“The story of human history, from beginning to end, is the story of worship. This is because God has so structured His world that every person will worship through one of two men—Adam or Jesus Christ.
The first man Adam was made homo liturgicus, and everyone bearing his image has inherited his fallen liturgical orientation toward idolatry. We are born worshiping the creature, not the Creator; we live our lives seeking salvation and satisfaction in pseudo-redeemers, not the Redeemer.
We are a restless race, wandering ‘east,’ away from the divine sanctuary. But, through the Second Man Jesus Christ, we have the invitation to return and worship God aright in spirit and truth, in His presence.
Through the incarnation, life, death, resurrection, and ascension of Jesus Christ—the true Homo Liturgicus—God has opened a way back into His presence.
Since the first son of God, Adam, through the national (typical) son of God, Israel, and the royal (typical) son of God, Solomon, to the final (last-days) Son of God, Jesus, and now the (redeemed) sons of God, the Church—God has been seeking a people to worship Him.
We are called to worship, and our hearts are restless until we respond to that call by faith and obedience, and come and feast on Christ: ‘[W]hoever comes to me shall not hunger, and whoever believes in me shall never thirst’ (John 6:35).
The consummate experience of this truth must await the final day when we will feast on, and with, the glorified Son of God Himself, at the Wedding Supper of the Lamb.
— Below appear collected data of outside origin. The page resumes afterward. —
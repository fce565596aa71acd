//! Image encoding: `DynamicImage` → PNG or JPEG bytes → file.
//!
//! PNG uses the encoder's default compression. JPEG is always written at
//! [`JPEG_QUALITY`] from an RGB copy of the page, since JPEG has no alpha.

use crate::config::{OutputFormat, JPEG_QUALITY};
use crate::error::Pdf2ImgError;
use image::codecs::jpeg::JpegEncoder;
use image::DynamicImage;
use std::io::Cursor;
use std::path::Path;
use tracing::debug;

/// Encode a rendered page in `format`.
pub fn encode_page(img: &DynamicImage, format: OutputFormat) -> Result<Vec<u8>, image::ImageError> {
    let mut buf = Vec::new();
    match format {
        OutputFormat::Png => {
            img.write_to(&mut Cursor::new(&mut buf), image::ImageFormat::Png)?;
        }
        OutputFormat::Jpg => {
            let rgb = img.to_rgb8();
            JpegEncoder::new_with_quality(&mut buf, JPEG_QUALITY).encode_image(&rgb)?;
        }
    }
    debug!("Encoded page → {} bytes {}", buf.len(), format);
    Ok(buf)
}

/// Encode page `page_num` (1-based) and write it to `path`.
pub fn write_page(
    img: &DynamicImage,
    format: OutputFormat,
    page_num: usize,
    path: &Path,
) -> Result<(), Pdf2ImgError> {
    let bytes = encode_page(img, format).map_err(|e| Pdf2ImgError::Encode {
        page: page_num,
        detail: format!("image encoding failed: {e}"),
    })?;

    std::fs::write(path, bytes).map_err(|e| Pdf2ImgError::OutputWriteFailed {
        path: path.to_path_buf(),
        source: e,
    })
}
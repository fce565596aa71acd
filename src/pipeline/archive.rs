//! Pack the images in a directory into a deflate-compressed zip archive.
//!
//! The scan is non-recursive and picks up every regular file whose name ends
//! in one of [`IMAGE_EXTENSIONS`] (case-insensitive), including files that
//! were already there before this run. Entries are sorted by name and stored
//! under their base name only.
//!
//! The archive is assembled in a temp file beside `archive_path` and renamed
//! into place once complete, so a failed run never leaves a truncated zip at
//! the target path. The finished file has the same mode a plain
//! `File::create` would give it.

use crate::config::IMAGE_EXTENSIONS;
use crate::error::Pdf2ImgError;
use crate::output::ArchiveSummary;
use crate::progress::RasterProgressCallback;
use std::fs::File;
use std::io::{self, BufWriter, Write};
use std::path::{Path, PathBuf};
use tempfile::NamedTempFile;
use tracing::{debug, info, warn};
use zip::write::SimpleFileOptions;
use zip::{CompressionMethod, ZipWriter};

/// `true` if `name` ends with a recognised image extension, ignoring case.
pub fn is_image_name(name: &str) -> bool {
    let lower = name.to_ascii_lowercase();
    IMAGE_EXTENSIONS.iter().any(|ext| {
        lower
            .strip_suffix(*ext)
            .is_some_and(|rest| rest.ends_with('.'))
    })
}

/// Sorted base names of the image files directly inside `dir`.
pub fn collect_images(dir: &Path) -> Result<Vec<String>, Pdf2ImgError> {
    if !dir.is_dir() {
        return Err(Pdf2ImgError::DirectoryNotFound {
            path: dir.to_path_buf(),
        });
    }

    let scan_err = |e: io::Error| Pdf2ImgError::ArchiveWrite {
        path: dir.to_path_buf(),
        detail: format!("cannot read directory: {e}"),
    };

    let mut names = Vec::new();
    for entry in std::fs::read_dir(dir).map_err(scan_err)? {
        let entry = entry.map_err(scan_err)?;
        let Ok(name) = entry.file_name().into_string() else {
            warn!("Skipping non-UTF-8 file name in {}", dir.display());
            continue;
        };
        if !is_image_name(&name) {
            continue;
        }
        // Follows symlinks, so a link to an image counts as a file.
        if !entry.path().is_file() {
            debug!("Skipping non-file entry {name}");
            continue;
        }
        names.push(name);
    }

    names.sort();
    Ok(names)
}

/// Archive every image in `images_dir` into `archive_path`.
///
/// # Errors
/// - [`Pdf2ImgError::DirectoryNotFound`] if `images_dir` is missing.
/// - [`Pdf2ImgError::NoImagesFound`] if it holds no image; no archive is created.
/// - [`Pdf2ImgError::ArchiveWrite`] for any I/O or zip failure.
pub fn archive(
    images_dir: impl AsRef<Path>,
    archive_path: impl AsRef<Path>,
) -> Result<ArchiveSummary, Pdf2ImgError> {
    archive_with_progress(images_dir, archive_path, None)
}

/// [`archive`], reporting each entry to `progress`.
pub fn archive_with_progress(
    images_dir: impl AsRef<Path>,
    archive_path: impl AsRef<Path>,
    progress: Option<&dyn RasterProgressCallback>,
) -> Result<ArchiveSummary, Pdf2ImgError> {
    let images_dir = images_dir.as_ref();
    let archive_path = archive_path.as_ref();
    info!("Creating archive {}", archive_path.display());

    let entries = collect_images(images_dir)?;
    if entries.is_empty() {
        return Err(Pdf2ImgError::NoImagesFound {
            dir: images_dir.to_path_buf(),
        });
    }

    let write_err = |detail: String| Pdf2ImgError::ArchiveWrite {
        path: archive_path.to_path_buf(),
        detail,
    };

    let parent = match archive_path.parent() {
        Some(p) if !p.as_os_str().is_empty() => p.to_path_buf(),
        _ => PathBuf::from("."),
    };
    std::fs::create_dir_all(&parent).map_err(|e| write_err(e.to_string()))?;

    // Dropped (and deleted) on any early return below.
    let mut staging =
        staging_file(&parent, archive_path).map_err(|e| write_err(e.to_string()))?;
    write_entries(staging.as_file_mut(), images_dir, &entries, progress)
        .map_err(write_err)?;
    staging
        .persist(archive_path)
        .map_err(|e| write_err(e.error.to_string()))?;

    let byte_size = std::fs::metadata(archive_path)
        .map_err(|e| write_err(e.to_string()))?
        .len();

    info!(
        "Archive {} written: {} files, {} bytes",
        archive_path.display(),
        entries.len(),
        byte_size
    );

    Ok(ArchiveSummary {
        path: archive_path.to_path_buf(),
        entry_count: entries.len(),
        entries,
        byte_size,
    })
}

/// Temp file beside `target` with the mode a plain `File::create` would
/// give it, or the mode of the archive it is about to replace.
fn staging_file(parent: &Path, target: &Path) -> io::Result<NamedTempFile> {
    #[allow(unused_mut)]
    let mut builder = tempfile::Builder::new();
    #[cfg(unix)]
    {
        use std::os::unix::fs::PermissionsExt;
        // tempfile defaults to 0600; 0666 lets the umask decide instead.
        builder.permissions(std::fs::Permissions::from_mode(0o666));
    }
    let staging = builder.tempfile_in(parent)?;

    if let Ok(existing) = std::fs::metadata(target) {
        if existing.is_file() {
            staging.as_file().set_permissions(existing.permissions())?;
        }
    }
    Ok(staging)
}

fn write_entries(
    file: &mut File,
    images_dir: &Path,
    entries: &[String],
    progress: Option<&dyn RasterProgressCallback>,
) -> Result<(), String> {
    let options = SimpleFileOptions::default().compression_method(CompressionMethod::Deflated);
    let mut zip = ZipWriter::new(BufWriter::new(file));

    for name in entries {
        let src = images_dir.join(name);
        let mut input = File::open(&src).map_err(|e| format!("{}: {e}", src.display()))?;

        zip.start_file(name.as_str(), options)
            .map_err(|e| format!("{name}: {e}"))?;
        io::copy(&mut input, &mut zip).map_err(|e| format!("{name}: {e}"))?;

        debug!("Added {name}");
        if let Some(cb) = progress {
            cb.on_archive_entry(name);
        }
    }

    let mut out = zip.finish().map_err(|e| e.to_string())?;
    out.flush().map_err(|e| e.to_string())?;
    Ok(())
}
For now, it is right, fitting, and delightful to worship as God’s redeemed people; then, it will be right, fitting, and delightful to do so as God’s glorified people. It is why worship matters now—because it will matter then, forever.
And so, as we gather each Lord’s Day, between the now and not yet of God’s kingdom, let us worship God for who is He, as one eternal God in three persons—Father, Son, and Holy Spirit—and for what He has done in creation and redemption, and for what He will do in the coming consummation.
Let us worship God on earth as He is worshiped in heaven.”
–Jonathan Gibson, “Worship On Earth As It Is In Heaven,” Reformation Worship, Eds. Jonathan Gibson and Mark Earngey (Greensboro, NC: New Growth Press, 2018), 20-21.